Какой-то миг Штирлиц хотел ответить ему: «Спасибо, милый человек, сяду, а вы продолжайте-ка говорить, мне очень дорого, что вы говорите на нашем с вами языке». Но он не ответил ему по-русски, чуть улыбнулся, покачал головой и сказал по-английски:
– Простите, но я...
– Ах, какая жалость, – Пьетрофф вздохнул, ответив на очень плохом английском. – Я почти не говорю на вашем языке. Только по-испански и кое-как по-немецки... У вас ко мне дело? Я к вашим услугам...
– Но я оторвал вас от работы, – перейдя на испанский, улыбнулся Штирлиц.
– Это не работа, – улыбка Пьетроффа изменилась, он чуть приоткрылся, – это счастье... Пишу... Вот, извольте, письмо – он взял листочек бумаги – от отца Дмитрия... Вы только посмотрите, какова судьба! Хотя вам это неинтересно, русская трагедия, у вас же, по-видимому, дело...
– Почему же, мне интересно, сеньор Пьетрофф, любая судьба подобна книге.

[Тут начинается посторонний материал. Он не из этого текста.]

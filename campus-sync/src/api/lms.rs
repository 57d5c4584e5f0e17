//! LMS (Canvas-style) REST client.

use async_trait::async_trait;
use reqwest::StatusCode;

use super::models::{CanvasSection, CanvasStudent, CanvasTeacher};
use crate::config::EndpointConfig;
use crate::error::{Result, SyncError};

/// Read-only view of course membership as the LMS reports it.
#[async_trait]
pub trait LmsApi: Send + Sync {
    /// All sections of a course, linked or not.
    async fn sections_list(&self, course_id: u64) -> Result<Vec<CanvasSection>>;

    /// All students of a course with their per-section enrollments.
    async fn students_list(&self, course_id: u64) -> Result<Vec<CanvasStudent>>;

    /// All teachers of a course.
    async fn teachers_list(&self, course_id: u64) -> Result<Vec<CanvasTeacher>>;
}

/// HTTP implementation of [`LmsApi`] against the campus LMS.
pub struct CanvasClient {
    http: reqwest::Client,
    base_url: String,
    token: String,
}

impl CanvasClient {
    pub fn new(config: &EndpointConfig) -> Self {
        Self {
            http: reqwest::Client::new(),
            base_url: config.base_url.trim_end_matches('/').to_string(),
            token: config.token.clone(),
        }
    }

    async fn get_json<T: serde::de::DeserializeOwned>(&self, path: &str) -> Result<T> {
        let url = format!("{}{}", self.base_url, path);
        log::debug!("GET {}", url);
        let response = self
            .http
            .get(&url)
            .bearer_auth(&self.token)
            .send()
            .await?;
        if response.status() == StatusCode::NOT_FOUND {
            return Err(SyncError::NotFound(url));
        }
        let response = response.error_for_status()?;
        Ok(response.json().await?)
    }
}

#[async_trait]
impl LmsApi for CanvasClient {
    async fn sections_list(&self, course_id: u64) -> Result<Vec<CanvasSection>> {
        self.get_json(&format!("/api/v1/courses/{}/sections", course_id))
            .await
    }

    async fn students_list(&self, course_id: u64) -> Result<Vec<CanvasStudent>> {
        self.get_json(&format!(
            "/api/v1/courses/{}/users?enrollment_type[]=student&include[]=enrollments",
            course_id
        ))
        .await
    }

    async fn teachers_list(&self, course_id: u64) -> Result<Vec<CanvasTeacher>> {
        self.get_json(&format!(
            "/api/v1/courses/{}/users?enrollment_type[]=teacher",
            course_id
        ))
        .await
    }
}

– Правда? – как-то недоверчиво, несколько даже по-детски удивился Пьетрофф. – Тогда прочту... Это он мне из Парижа пишет: «Я был запрещенным в служении за неподходящее сану поведение, и если на Родине можно вымолить прощение, то здесь – у кого? Один храм, вакансий нет, да и с пожертвованиями туго, нищета, голь эмигрантская... Пришел к родственнику, тот заведовал хозяйством в гимназии; предложил ночевать в подвале, где топка, там тепло хоть; дам тебе мешков вместо матраца и одеяло... Что ж делать, поселился. Начал подыскивать работу, а как ее найдешь, когда профессия у меня – прощать грехи людские, причащать да крестить? Однажды родственник привел американца, тот искал сильного мужика, а силы мне не занимать, потому саном, кстати, я и поплатился... Американец говорит, что у него есть хороший „джоб“...» Это работа, да? – спросил Пьетрофф. – У меня тут словаря нет.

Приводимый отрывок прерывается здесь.